PERLINGIERI: Prova a giocare per la squadra, si prende un po’ di botte ma è poco incisivo in area e per un centravanti non è certo una nota positiva. Nella ripresa ha sul suo piede una palla d’oro ma calcia debolmente. VOTO 5.

LANINI: Trova un gran bel goal al 2′ con una bella conclusione a volo, poi si vede poco. Avulso dal gioco, poco servito, nel secondo tempo avrebbe anche la palla buona per il raddoppio ma calcia addosso al difensore. Solo il goal e tanta mediocrità. VOTO 5,5.

SUBENTRANTI:

69′ MANCONI PER ACAMPORA: Si piazza alle spalle di Perlingieri nel ruolo a lui più congeniale. Combina poco anche lui. VOTO 5.

69′ VIVIANI PER PRISCO: L’avvento di Pazienza gli ha confuso le idee in un momento in cui sembrava un calciatore recuperato.  Si adegua alla mediocrità generale. VOTO: 5.

82′ STARITA PER PERLINGIERI:  Almeno viene messo in mezzo all’area di rigore e se non fosse stato per un fuorigioco in mischia l’aveva anche buttata dentro. VOTO: 5.5

82′ CARFORA PER LANINI: Si rivede dopo tempo immemore e anche lui con un tiro cross per poco non toglie le castagne dal fuoco. Ci mette impegno anche in ripiegamento. VOTO: 5.5

86′ BORELLO PER LAMESTA: E’ ormai diventata la mossa della disperazione di Pazienza e come la scorsa settimana senza frutti. S.V.

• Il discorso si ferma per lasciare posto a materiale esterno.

//! Command-line interface for clipsentry.
//!
//! This module provides the CLI structure and command handlers for the
//! `clipsentry` binary.

mod commands;

use std::path::PathBuf;

use clap::{Parser, Subcommand};

pub use commands::{ConfigCommand, HistoryCommand, MonitorCommand, RedactCommand, TrustCommand};

/// clipsentry - Arbitrate what other applications see on your clipboard
///
/// A background service that watches the clipboard, produces a redacted
/// variant of every copied item, and decides per foreground application
/// whether it gets the original or the redacted content.
#[derive(Debug, Parser)]
#[command(name = "clipsentry")]
#[command(author, version, about, long_about = None)]
#[command(propagate_version = true)]
pub struct Cli {
    /// Path to custom configuration file
    #[arg(short, long, global = true, value_name = "FILE")]
    pub config: Option<PathBuf>,

    /// Increase verbosity (-v for debug, -vv for trace)
    #[arg(short, long, action = clap::ArgAction::Count, global = true)]
    pub verbose: u8,

    /// Suppress all output except errors
    #[arg(short, long, global = true)]
    pub quiet: bool,

    /// The command to execute
    #[command(subcommand)]
    pub command: Command,
}

/// Available commands.
#[derive(Debug, Subcommand)]
pub enum Command {
    /// Run the clipboard monitor in the foreground
    Monitor(MonitorCommand),

    /// Redact a piece of text once and print the result
    Redact(RedactCommand),

    /// Inspect or clear clipboard history
    #[command(subcommand)]
    History(HistoryCommand),

    /// Manage trusted applications
    #[command(subcommand)]
    Trust(TrustCommand),

    /// View or validate configuration
    #[command(subcommand)]
    Config(ConfigCommand),
}

impl Cli {
    /// Get the verbosity level based on flags.
    #[must_use]
    pub fn verbosity(&self) -> crate::logging::Verbosity {
        if self.quiet {
            crate::logging::Verbosity::Quiet
        } else {
            match self.verbose {
                0 => crate::logging::Verbosity::Normal,
                1 => crate::logging::Verbosity::Verbose,
                _ => crate::logging::Verbosity::Trace,
            }
        }
    }
}

#[cfg(test)]
mod tests {
    use super::*;
    use clap::CommandFactory;

    #[test]
    fn test_cli_name() {
        let cli = Cli::command();
        assert_eq!(cli.get_name(), "clipsentry");
    }

    #[test]
    fn test_cli_verify() {
        Cli::command().debug_assert();
    }

    #[test]
    fn test_verbosity_levels() {
        let parse = |args: &[&str]| Cli::try_parse_from(args).unwrap();

        assert_eq!(
            parse(&["clipsentry", "monitor"]).verbosity(),
            crate::logging::Verbosity::Normal
        );
        assert_eq!(
            parse(&["clipsentry", "-v", "monitor"]).verbosity(),
            crate::logging::Verbosity::Verbose
        );
        assert_eq!(
            parse(&["clipsentry", "-vv", "monitor"]).verbosity(),
            crate::logging::Verbosity::Trace
        );
        assert_eq!(
            parse(&["clipsentry", "-q", "monitor"]).verbosity(),
            crate::logging::Verbosity::Quiet
        );
    }

    #[test]
    fn test_parse_monitor() {
        let cli = Cli::try_parse_from(["clipsentry", "monitor"]).unwrap();
        assert!(matches!(cli.command, Command::Monitor(_)));
    }

    #[test]
    fn test_parse_redact_with_text() {
        let cli = Cli::try_parse_from(["clipsentry", "redact", "some text", "--json"]).unwrap();
        match cli.command {
            Command::Redact(cmd) => {
                assert_eq!(cmd.text.as_deref(), Some("some text"));
                assert!(cmd.json);
            }
            other => panic!("unexpected command: {other:?}"),
        }
    }

    #[test]
    fn test_parse_history_show() {
        let cli = Cli::try_parse_from(["clipsentry", "history", "show", "--limit", "5"]).unwrap();
        assert!(matches!(
            cli.command,
            Command::History(HistoryCommand::Show { limit: 5, .. })
        ));
    }

    #[test]
    fn test_parse_trust_add() {
        let cli = Cli::try_parse_from(["clipsentry", "trust", "add", "Notepad"]).unwrap();
        assert!(matches!(
            cli.command,
            Command::Trust(TrustCommand::Add { .. })
        ));
    }

    #[test]
    fn test_parse_with_config() {
        let cli =
            Cli::try_parse_from(["clipsentry", "-c", "/custom/config.toml", "monitor"]).unwrap();
        assert_eq!(cli.config, Some(PathBuf::from("/custom/config.toml")));
    }
}
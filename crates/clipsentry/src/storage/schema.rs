//! `SQLite` schema definitions for clipsentry.
//!
//! This module contains the SQL statements for creating and managing
//! the database schema.

/// SQL statement to create the history table.
pub const CREATE_HISTORY_TABLE: &str = r"
CREATE TABLE IF NOT EXISTS history (
    id INTEGER PRIMARY KEY AUTOINCREMENT,
    timestamp TEXT NOT NULL,
    source_process TEXT,
    original_text TEXT NOT NULL,
    redacted_text TEXT NOT NULL,
    content_hash TEXT NOT NULL,
    created_at TEXT NOT NULL DEFAULT (datetime('now'))
)
";

/// SQL statement to create the mask-mappings child table.
pub const CREATE_MAPPINGS_TABLE: &str = r"
CREATE TABLE IF NOT EXISTS mask_mappings (
    id INTEGER PRIMARY KEY AUTOINCREMENT,
    history_id INTEGER NOT NULL REFERENCES history(id) ON DELETE CASCADE,
    original_text TEXT NOT NULL,
    masked_text TEXT NOT NULL,
    category TEXT NOT NULL,
    position INTEGER NOT NULL
)
";

/// SQL statement to create an index on timestamp for efficient queries.
pub const CREATE_TIMESTAMP_INDEX: &str = r"
CREATE INDEX IF NOT EXISTS idx_history_timestamp ON history(timestamp DESC)
";

/// SQL statement to create an index on `content_hash` for deduplication.
pub const CREATE_HASH_INDEX: &str = r"
CREATE INDEX IF NOT EXISTS idx_history_hash ON history(content_hash)
";

/// SQL statement to create an index on `source_process` for filtering.
pub const CREATE_PROCESS_INDEX: &str = r"
CREATE INDEX IF NOT EXISTS idx_history_process ON history(source_process)
";

/// SQL statement to create an index on `history_id` for mapping lookups.
pub const CREATE_MAPPING_PARENT_INDEX: &str = r"
CREATE INDEX IF NOT EXISTS idx_mappings_history ON mask_mappings(history_id)
";

/// SQL statement to create the metadata table for storing key-value pairs.
pub const CREATE_METADATA_TABLE: &str = r"
CREATE TABLE IF NOT EXISTS metadata (
    key TEXT PRIMARY KEY,
    value TEXT NOT NULL
)
";

/// All schema creation statements in order.
pub const SCHEMA_STATEMENTS: &[&str] = &[
    CREATE_HISTORY_TABLE,
    CREATE_MAPPINGS_TABLE,
    CREATE_TIMESTAMP_INDEX,
    CREATE_HASH_INDEX,
    CREATE_PROCESS_INDEX,
    CREATE_MAPPING_PARENT_INDEX,
    CREATE_METADATA_TABLE,
];
//! Shared clipboard state.
//!
//! The monitor task is the sole writer of [`ClipboardState`]. Everything
//! else in the process (CLI queries, tests) goes through [`SharedState`] and
//! receives an owned [`StateSnapshot`]; no reference into the live state
//! ever escapes the mutex.

use std::sync::{Arc, Mutex};

use serde::{Deserialize, Serialize};

use crate::redact::RedactionMapping;

/// Which variant of the clipboard content the system currently exposes.
#[derive(Debug, Clone, Copy, PartialEq, Eq, Default, Serialize, Deserialize)]
#[serde(rename_all = "snake_case")]
pub enum ExposedVariant {
    /// The clipboard holds the text as the user copied it.
    #[default]
    Original,
    /// The clipboard holds the redacted variant.
    Redacted,
}

/// The monitor's working record of the last clipboard item.
#[derive(Debug, Clone, Default, PartialEq)]
pub struct ClipboardState {
    /// The text most recently seen on the clipboard, whichever variant.
    pub last_observed_text: String,
    /// The original text of the current clipboard item.
    pub last_original_text: String,
    /// The redacted variant of the current clipboard item.
    pub last_redacted_text: String,
    /// Process that owned the foreground window when the item was copied.
    pub last_source_process: String,
    /// Mapping list from the current item's redaction pass.
    pub current_mappings: Vec<RedactionMapping>,
    /// Which variant the clipboard currently holds.
    pub exposed_variant: ExposedVariant,
}

/// An owned copy of the state at one point in time.
#[derive(Debug, Clone, PartialEq)]
pub struct StateSnapshot {
    /// See [`ClipboardState::last_observed_text`].
    pub last_observed_text: String,
    /// See [`ClipboardState::last_original_text`].
    pub last_original_text: String,
    /// See [`ClipboardState::last_redacted_text`].
    pub last_redacted_text: String,
    /// See [`ClipboardState::last_source_process`].
    pub last_source_process: String,
    /// See [`ClipboardState::current_mappings`].
    pub current_mappings: Vec<RedactionMapping>,
    /// See [`ClipboardState::exposed_variant`].
    pub exposed_variant: ExposedVariant,
}

impl From<&ClipboardState> for StateSnapshot {
    fn from(state: &ClipboardState) -> Self {
        Self {
            last_observed_text: state.last_observed_text.clone(),
            last_original_text: state.last_original_text.clone(),
            last_redacted_text: state.last_redacted_text.clone(),
            last_source_process: state.last_source_process.clone(),
            current_mappings: state.current_mappings.clone(),
            exposed_variant: state.exposed_variant,
        }
    }
}

/// Mutex-guarded handle over the clipboard state.
#[derive(Debug, Clone, Default)]
pub struct SharedState {
    inner: Arc<Mutex<ClipboardState>>,
}

impl SharedState {
    /// Create a handle over fresh, empty state.
    #[must_use]
    pub fn new() -> Self {
        Self::default()
    }

    /// Take an owned snapshot.
    ///
    /// # Panics
    ///
    /// Panics if the mutex is poisoned, which only happens after a panic in
    /// the monitor task.
    #[must_use]
    pub fn snapshot(&self) -> StateSnapshot {
        StateSnapshot::from(&*self.inner.lock().expect("state lock poisoned"))
    }

    /// Mutate the state under the lock. Only the monitor task calls this.
    ///
    /// # Panics
    ///
    /// Panics if the mutex is poisoned.
    pub(crate) fn update<F, R>(&self, f: F) -> R
    where
        F: FnOnce(&mut ClipboardState) -> R,
    {
        f(&mut self.inner.lock().expect("state lock poisoned"))
    }
}
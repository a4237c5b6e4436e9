//! Text segmentation for the redaction pipeline.
//!
//! Clipboard payloads routinely mix prose and pasted code, and the two need
//! different redactors. The segmenter splits text on blank lines, breaks up
//! oversized blocks line by line, and classifies each piece as code or
//! prose. Segments carry byte offsets into the original text so the
//! pipeline can splice redacted content back without disturbing the
//! separators between segments.

use regex::Regex;
use tracing::warn;

use super::classifier::{ClassifierBackend, HeuristicClassifier, CONFIDENCE_OVERRIDE};

/// Blocks longer than this are split line by line before classification.
pub const MAX_BLOCK_LEN: usize = 500;

/// What kind of content a segment holds.
#[derive(Debug, Clone, Copy, PartialEq, Eq)]
pub enum SegmentKind {
    /// Source code; routed to the code redactor.
    Code,
    /// Prose; routed to NER/email/phone redactors.
    Text,
}

/// One classified piece of the input text.
#[derive(Debug, Clone, PartialEq)]
pub struct Segment {
    /// The classification verdict.
    pub kind: SegmentKind,
    /// The segment's content, exactly as sliced from the input.
    pub content: String,
    /// Byte offset of the segment start in the input.
    pub start_offset: usize,
    /// Byte offset one past the segment end in the input.
    pub end_offset: usize,
    /// Confidence of the verdict, after any heuristic override.
    pub confidence: f64,
}

/// Splits and classifies clipboard text.
pub struct Segmenter {
    primary: Box<dyn ClassifierBackend>,
    heuristic: HeuristicClassifier,
    block_splitter: Option<Regex>,
}

impl std::fmt::Debug for Segmenter {
    fn fmt(&self, f: &mut std::fmt::Formatter<'_>) -> std::fmt::Result {
        f.debug_struct("Segmenter").finish_non_exhaustive()
    }
}

impl Segmenter {
    /// Build a segmenter around the given primary classifier.
    #[must_use]
    pub fn new(primary: Box<dyn ClassifierBackend>) -> Self {
        let block_splitter = match Regex::new(r"\n\s*\n") {
            Ok(regex) => Some(regex),
            Err(e) => {
                warn!(error = %e, "block splitter failed to compile, treating input as one block");
                None
            }
        };
        Self {
            primary,
            heuristic: HeuristicClassifier::new(),
            block_splitter,
        }
    }

    /// Build a segmenter that classifies purely heuristically.
    #[must_use]
    pub fn heuristic_only() -> Self {
        Self::new(Box::new(HeuristicClassifier::new()))
    }

    /// Split `text` into classified segments.
    ///
    /// Whitespace-only blocks produce no segment; they are preserved by the
    /// offset-based reconstruction in the pipeline.
    #[must_use]
    pub fn segment(&self, text: &str) -> Vec<Segment> {
        let mut segments = Vec::new();
        for (start, block) in self.split_blocks(text) {
            if block.len() > MAX_BLOCK_LEN {
                let mut line_start = start;
                for line in block.split('\n') {
                    self.push_segment(&mut segments, line_start, line);
                    line_start += line.len() + 1;
                }
            } else {
                self.push_segment(&mut segments, start, block);
            }
        }
        segments
    }

    /// Split on blank lines, yielding `(byte offset, block)` pairs.
    fn split_blocks<'t>(&self, text: &'t str) -> Vec<(usize, &'t str)> {
        let Some(splitter) = &self.block_splitter else {
            return vec![(0, text)];
        };
        let mut blocks = Vec::new();
        let mut prev = 0;
        for separator in splitter.find_iter(text) {
            blocks.push((prev, &text[prev..separator.start()]));
            prev = separator.end();
        }
        blocks.push((prev, &text[prev..]));
        blocks
    }

    fn push_segment(&self, segments: &mut Vec<Segment>, start: usize, content: &str) {
        if content.trim().is_empty() {
            return;
        }

        let prediction = self.primary.predict_with_confidence(content.trim());
        let (is_code, confidence) = if prediction.confidence < CONFIDENCE_OVERRIDE {
            // Low-confidence verdicts are overridden by the rule-based count.
            let fallback = self.heuristic.predict_with_confidence(content.trim());
            (fallback.is_code, fallback.confidence)
        } else {
            (prediction.is_code, prediction.confidence)
        };

        segments.push(Segment {
            kind: if is_code {
                SegmentKind::Code
            } else {
                SegmentKind::Text
            },
            content: content.to_string(),
            start_offset: start,
            end_offset: start + content.len(),
            confidence,
        });
    }
}
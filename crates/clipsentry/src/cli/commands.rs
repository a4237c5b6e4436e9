//! CLI command definitions.
//!
//! This module defines the structure of all CLI subcommands.

use std::path::PathBuf;

use clap::{Args, Subcommand};

/// Monitor command arguments.
#[derive(Debug, Args)]
pub struct MonitorCommand {
    /// Run without recording clipboard history
    #[arg(long)]
    pub no_history: bool,
}

/// Redact command arguments.
#[derive(Debug, Args)]
pub struct RedactCommand {
    /// Text to redact (reads stdin when omitted)
    pub text: Option<String>,

    /// Output the result and mappings as JSON
    #[arg(short, long)]
    pub json: bool,
}

/// History commands.
#[derive(Debug, Subcommand)]
pub enum HistoryCommand {
    /// Show recent history entries
    Show {
        /// Maximum number of entries
        #[arg(short, long, default_value = "20")]
        limit: usize,

        /// Output as JSON
        #[arg(short, long)]
        json: bool,
    },

    /// Delete the entire history
    Clear {
        /// Skip confirmation prompt
        #[arg(short, long)]
        yes: bool,
    },

    /// Show storage statistics
    Stats {
        /// Output as JSON
        #[arg(short, long)]
        json: bool,
    },
}

/// Trusted-application commands.
#[derive(Debug, Subcommand)]
pub enum TrustCommand {
    /// List registered applications
    List {
        /// Output as JSON
        #[arg(short, long)]
        json: bool,
    },

    /// Register an application as trusted
    Add {
        /// Program name to trust
        name: String,
    },

    /// Remove (soft-delete) a registered application
    Remove {
        /// Program name to remove
        name: String,
    },

    /// Evaluate trust for a window title
    Check {
        /// The window title to evaluate
        title: String,
    },
}

/// Configuration commands.
#[derive(Debug, Subcommand)]
pub enum ConfigCommand {
    /// Show current configuration
    Show {
        /// Output as JSON
        #[arg(short, long)]
        json: bool,
    },

    /// Show the configuration file path
    Path,

    /// Validate configuration
    Validate {
        /// Path to configuration file to validate
        #[arg(short, long)]
        file: Option<PathBuf>,
    },
}

#[cfg(test)]
mod tests {
    use super::*;

    #[test]
    fn test_monitor_command_debug() {
        let cmd = MonitorCommand { no_history: true };
        let debug_str = format!("{cmd:?}");
        assert!(debug_str.contains("no_history"));
    }

    #[test]
    fn test_redact_command_debug() {
        let cmd = RedactCommand {
            text: Some("sample".to_string()),
            json: false,
        };
        let debug_str = format!("{cmd:?}");
        assert!(debug_str.contains("sample"));
    }

    #[test]
    fn test_history_command_debug() {
        let cmd = HistoryCommand::Show {
            limit: 20,
            json: false,
        };
        let debug_str = format!("{cmd:?}");
        assert!(debug_str.contains("Show"));
    }

    #[test]
    fn test_trust_command_debug() {
        let cmd = TrustCommand::Add {
            name: "Notepad".to_string(),
        };
        let debug_str = format!("{cmd:?}");
        assert!(debug_str.contains("Notepad"));
    }

    #[test]
    fn test_config_command_debug() {
        let cmd = ConfigCommand::Show { json: false };
        let debug_str = format!("{cmd:?}");
        assert!(debug_str.contains("Show"));
    }
}
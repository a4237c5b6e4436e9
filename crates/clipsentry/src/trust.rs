//! Foreground-application trust decisions.
//!
//! The monitor asks [`TrustEvaluator::is_trusted`] once per unchanged tick
//! with the current foreground window title. The evaluator derives a
//! candidate program name from the title and matches it against the
//! configured application list. The evaluator holds no state of its own: it
//! reads the application list from the configuration snapshot it is built
//! from, so edits to the list take effect on the next tick.

use tracing::trace;

use crate::config::TrustedApp;

/// Decides whether the foreground application may see original clipboard
/// content.
#[derive(Debug, Clone)]
pub struct TrustEvaluator {
    /// Registered applications, sorted longest name first so the most
    /// specific registration wins a substring match.
    apps: Vec<TrustedApp>,
}

impl TrustEvaluator {
    /// Build an evaluator over the given application list.
    #[must_use]
    pub fn new(mut apps: Vec<TrustedApp>) -> Self {
        apps.sort_by(|a, b| b.name.len().cmp(&a.name.len()));
        Self { apps }
    }

    /// Decide trust for the window carrying `window_title`.
    ///
    /// An empty derived program name (OS chrome, desktop shells, failed
    /// queries that yielded bare separators) is treated as trusted so the
    /// clipboard is not rewritten while no real application holds focus. An
    /// unrecognized program is untrusted.
    #[must_use]
    pub fn is_trusted(&self, window_title: &str) -> bool {
        let program = derive_program_name(window_title);
        if program.is_empty() {
            trace!("empty program name derived from {window_title:?}, treating as trusted");
            return true;
        }

        let program_lower = program.to_lowercase();
        for app in &self.apps {
            let name_lower = app.name.to_lowercase();
            if name_lower.is_empty() {
                continue;
            }
            if program_lower.contains(&name_lower) || name_lower.contains(&program_lower) {
                if app.deleted {
                    trace!(app = %app.name, "matched a deleted entry, untrusted");
                    return false;
                }
                trace!(app = %app.name, enabled = app.enabled, "matched trusted-app entry");
                return app.enabled;
            }
        }

        trace!(%program, "no trusted-app entry matched, untrusted");
        false
    }
}

/// Derive a candidate program name from a window title.
///
/// Window titles commonly end with the application name after the last
/// `" - "` separator (`"report.txt - Notepad"`). Keep the part after the last
/// separator, then strip a short trailing extension left over from titles
/// that are bare file names (`"notes.txt"` becomes `"notes"`).
#[must_use]
pub fn derive_program_name(window_title: &str) -> String {
    let tail = match window_title.rfind(" - ") {
        Some(idx) => &window_title[idx + 3..],
        None => window_title,
    };
    let tail = tail.trim();

    // Strip a trailing ".ext" only when it looks like a file extension, not
    // a dotted product name like "Microsoft Word 365.2". This is deliberately
    // narrower than stripping at the last dot unconditionally: suffixes longer
    // than four characters or containing non-alphanumerics stay put.
    if let Some(dot) = tail.rfind('.') {
        let ext = &tail[dot + 1..];
        if !ext.is_empty() && ext.len() <= 4 && ext.chars().all(char::is_alphanumeric) {
            return tail[..dot].trim().to_string();
        }
    }
    tail.to_string()
}
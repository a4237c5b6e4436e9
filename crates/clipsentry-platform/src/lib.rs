//! Platform access layer for clipsentry.
//!
//! Provides clipboard read/write through `clipboard-rs` and best-effort
//! queries for the foreground process and window title. Platform queries
//! never fail hard: when the underlying API is unavailable the sentinel
//! values are returned and the caller treats the source as unknown.

use clipboard_rs::{Clipboard, ClipboardContext};
use thiserror::Error;
use tracing::trace;

/// Sentinel process name returned when the foreground process cannot be
/// determined.
pub const UNKNOWN_PROCESS: &str = "unknown";

/// Errors that can occur during clipboard access.
#[derive(Debug, Error)]
pub enum PlatformError {
    /// Failed to access the clipboard.
    #[error("clipboard access failed: {0}")]
    ClipboardAccess(String),
}

/// Result type for platform operations.
pub type Result<T> = std::result::Result<T, PlatformError>;

/// System clipboard backed by `clipboard-rs`.
///
/// A fresh context is opened per operation; some platforms invalidate
/// long-lived clipboard handles when other processes take ownership.
#[derive(Debug, Default)]
pub struct SystemClipboard {
    _private: (),
}

impl SystemClipboard {
    /// Create a new system clipboard handle.
    #[must_use]
    pub fn new() -> Self {
        Self::default()
    }

    /// Read the current clipboard text.
    ///
    /// Non-text clipboard content is reported as an empty string, not an
    /// error, matching poll-loop expectations.
    ///
    /// # Errors
    ///
    /// Returns an error if the clipboard itself cannot be opened.
    pub fn read_text(&self) -> Result<String> {
        let ctx =
            ClipboardContext::new().map_err(|e| PlatformError::ClipboardAccess(e.to_string()))?;
        match ctx.get_text() {
            Ok(text) => Ok(text),
            // No text content (image, files, empty) is not an error.
            Err(e) => {
                trace!(error = %e, "No text content on clipboard");
                Ok(String::new())
            }
        }
    }

    /// Replace the clipboard text.
    ///
    /// # Errors
    ///
    /// Returns an error if the clipboard cannot be opened or written.
    pub fn write_text(&self, text: &str) -> Result<()> {
        let ctx =
            ClipboardContext::new().map_err(|e| PlatformError::ClipboardAccess(e.to_string()))?;
        ctx.set_text(text.to_string())
            .map_err(|e| PlatformError::ClipboardAccess(e.to_string()))
    }
}

/// Best-effort name of the foreground process.
///
/// Returns [`UNKNOWN_PROCESS`] when the platform offers no foreground-window
/// API in this environment (headless sessions, Wayland without a portal).
#[must_use]
pub fn active_process_name() -> String {
    match query_foreground() {
        Some(info) => info.process_name,
        None => UNKNOWN_PROCESS.to_string(),
    }
}

/// Best-effort title of the foreground window.
///
/// Returns an empty string when the title cannot be determined. Callers
/// treat an empty title as OS chrome rather than as an application.
#[must_use]
pub fn active_window_title() -> String {
    match query_foreground() {
        Some(info) => info.window_title,
        None => String::new(),
    }
}

struct ForegroundInfo {
    process_name: String,
    window_title: String,
}

/// Query the foreground window, if the platform exposes one.
fn query_foreground() -> Option<ForegroundInfo> {
    // X11 sessions expose the active window through the root window
    // properties; everything else currently degrades to the sentinels.
    #[cfg(target_os = "linux")]
    {
        if std::env::var_os("DISPLAY").is_none() {
            trace!("No DISPLAY set, foreground query unavailable");
            return None;
        }
        x11_foreground()
    }
    #[cfg(not(target_os = "linux"))]
    {
        None
    }
}

/// Read the active window via `xdotool`, which is the least invasive way to
/// reach X11 without linking a windowing stack into a clipboard daemon.
#[cfg(target_os = "linux")]
fn x11_foreground() -> Option<ForegroundInfo> {
    use std::process::Command;

    let title = Command::new("xdotool")
        .args(["getactivewindow", "getwindowname"])
        .output()
        .ok()
        .filter(|o| o.status.success())
        .map(|o| String::from_utf8_lossy(&o.stdout).trim().to_string())?;

    let process_name = Command::new("xdotool")
        .args(["getactivewindow", "getwindowclassname"])
        .output()
        .ok()
        .filter(|o| o.status.success())
        .map_or_else(
            || UNKNOWN_PROCESS.to_string(),
            |o| String::from_utf8_lossy(&o.stdout).trim().to_string(),
        );

    Some(ForegroundInfo {
        process_name,
        window_title: title,
    })
}

#[cfg(test)]
mod tests {
    use super::*;

    #[test]
    fn test_unknown_process_sentinel() {
        assert_eq!(UNKNOWN_PROCESS, "unknown");
    }

    #[test]
    fn test_system_clipboard_debug() {
        let clipboard = SystemClipboard::new();
        let debug_str = format!("{clipboard:?}");
        assert!(debug_str.contains("SystemClipboard"));
    }

    #[test]
    fn test_platform_error_display() {
        let err = PlatformError::ClipboardAccess("denied".to_string());
        assert!(err.to_string().contains("denied"));
    }

    #[test]
    fn test_active_queries_do_not_panic() {
        // Results depend on the environment; we only require the sentinels
        // to come back instead of a panic.
        let _process = active_process_name();
        let _title = active_window_title();
    }
}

MISTER PAZIENZA: Premessa: nessuno è prevenuto nei suoi confronti, però al di la della miseria di due punti in tre partite contro avversari molto, ma molto modesti, il Benevento anche a Latina è apparso giocare sotto ritmo, con poche idee e con un atteggiamento della serie “quello che viene ci prendiamo”. Nemmeno il vantaggio ottenuto dopo due minuti ha dato sicurezza ad una squadra che appare sempre più la brutta copia di quella del girone d’andata. Ancora una volta i cambi sono apparsi tardivi, con calciatori che da inizio ripresa erano ormai fuori dal contesto e dal gioco. Due settimane di ritiro per cosa? Attendiamo fiduciosi la svolta, ma per ora possiamo solo commentare una generale involuzione. Inizio peggiore non poteva esserci. Da domenica nessuna attenuante per nessuno. VOTO 5.